I spent a lot of those 11 years helping countless other pros pick the gear that would help them do their job and they were even more diverse than I have been!!!! In 2012 I switched to Fujifilm gear and later was named an X-Photographer.  In addition to all of that I am a certified equipment hound, and have spent many a day reading sand studying about all kinds of gear.
What I will attempt to do is make a list of different kinds of photography and the 4 lens system I would recommend for that activity.  In some cases I might suggest
a 5 lens system but will try to keep it to jut 4, less to carry less and confusion when reaching in the bag.

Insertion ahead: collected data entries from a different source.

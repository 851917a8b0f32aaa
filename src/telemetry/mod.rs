use tracing::Subscriber;
use tracing_subscriber::EnvFilter;
use tracing_subscriber::fmt::format::FmtSpan;
use tracing_subscriber::prelude::*;
use tracing_subscriber::util::SubscriberInitExt;

/// The log levels which can be chosen on the command line
pub const LOG_LEVELS: [&str; 7] = ["none", "full", "error", "warn", "info", "debug", "trace"];

#[derive(Default, Debug, Clone)]
pub struct Builder {
	log_level: Option<String>,
}

pub fn builder() -> Builder {
	Builder::default()
}

/// Converts a log level into a filter. The `full` level traces every
/// crate, while the other levels only apply to the strata crates.
pub fn filter_from_value(v: &str) -> Result<EnvFilter, tracing_subscriber::filter::ParseError> {
	match v {
		// Don't show any logs at all
		"none" => Ok(EnvFilter::new("off")),
		// Otherwise, let's show only the strata logs
		"error" | "warn" | "info" | "debug" | "trace" => {
			EnvFilter::builder().parse(format!("error,strata={v},strata_core={v}"))
		}
		// Let's show everything
		"full" => Ok(EnvFilter::default().add_directive(tracing::Level::TRACE.into())),
		// Let's try to parse the custom filter
		_ => EnvFilter::builder().parse(v),
	}
}

impl Builder {
	/// Set the log level on the builder
	pub fn with_log_level(mut self, log_level: &str) -> Self {
		self.log_level = Some(log_level.to_string());
		self
	}

	/// Build a tracing dispatcher with a fmt subscriber writing to stderr
	pub fn build(self) -> Result<Box<dyn Subscriber + Send + Sync + 'static>, tracing_subscriber::filter::ParseError> {
		let filter = match self.log_level {
			Some(level) => Some(filter_from_value(&level)?),
			None => None,
		};
		let registry = tracing_subscriber::registry().with(filter.map(|filter| {
			tracing_subscriber::fmt::layer()
				.compact()
				.with_ansi(true)
				.with_target(true)
				.with_span_events(FmtSpan::NONE)
				.with_writer(std::io::stderr)
				.with_filter(filter)
		}));
		Ok(Box::new(registry))
	}

	/// Install the tracing dispatcher globally
	pub fn init(self) -> Result<(), tracing_subscriber::filter::ParseError> {
		self.build()?.init();
		Ok(())
	}
}
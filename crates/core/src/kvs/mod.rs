//! The module defining the versioned record store which statements read
//! from. The [`Transactable`] trait is the read API of a store, and
//! [`mem::Datastore`] is an in-memory implementation of it. The
//! [`Datastore`] executes batches of statements against a store.

mod api;
mod ds;

pub mod mem;

pub use self::api::Transactable;
pub use self::ds::Datastore;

First this is what I own and can choose from when putting together these systems.  I say that not to brag about what I own, just to let you know I know this gear well so my choices are based on experience, not just a vague opinion. I hope you find this helpful!
Bodies:  Fujifilm X-T3, X-H1, X-Pro 3, and a X100V.
Rokinon 8mm Fisheye f 2.8 
Fujifilm 10-24 f 4
Fujifilm 14mm f 2.8
Fujifilm 16mm f 1.4
Fujifilm 16mm f 2.8
Fujifilm 23mm f 1.4
Fujifilm 35mm f 2
Fujifilm 50mm f 2
Fujifilm 18-55 f 2.8/4
Fujifilm 16-80 f 4
Fujifilm 60mm Macro 2.5
Fujifilm 80mm Macro f 2.8
Fujifilm 90mm f 2
Nikon 200mm Micro Nikkor f 4 IF-ED
Fujifilm 50-140 f 2.8
Fujifilm 100-400 f 4.5/5.6
Fujifilm 1.4 X Tele-converter
Fujifilm 2 X Tele-converter
Nature Photography:
To cover the wide end I would select the 10-24.  It covers 15mm to 36mm!
It’s very sharp and very convenient.
For the mid range the 16-80 f 4   The “do everything zoom ” 24mm to 120mm coverage.
For the long lens area the 100-400, (150-600 equivalent) is extremely sharp and covers a great range, plus has very effective image stabilization.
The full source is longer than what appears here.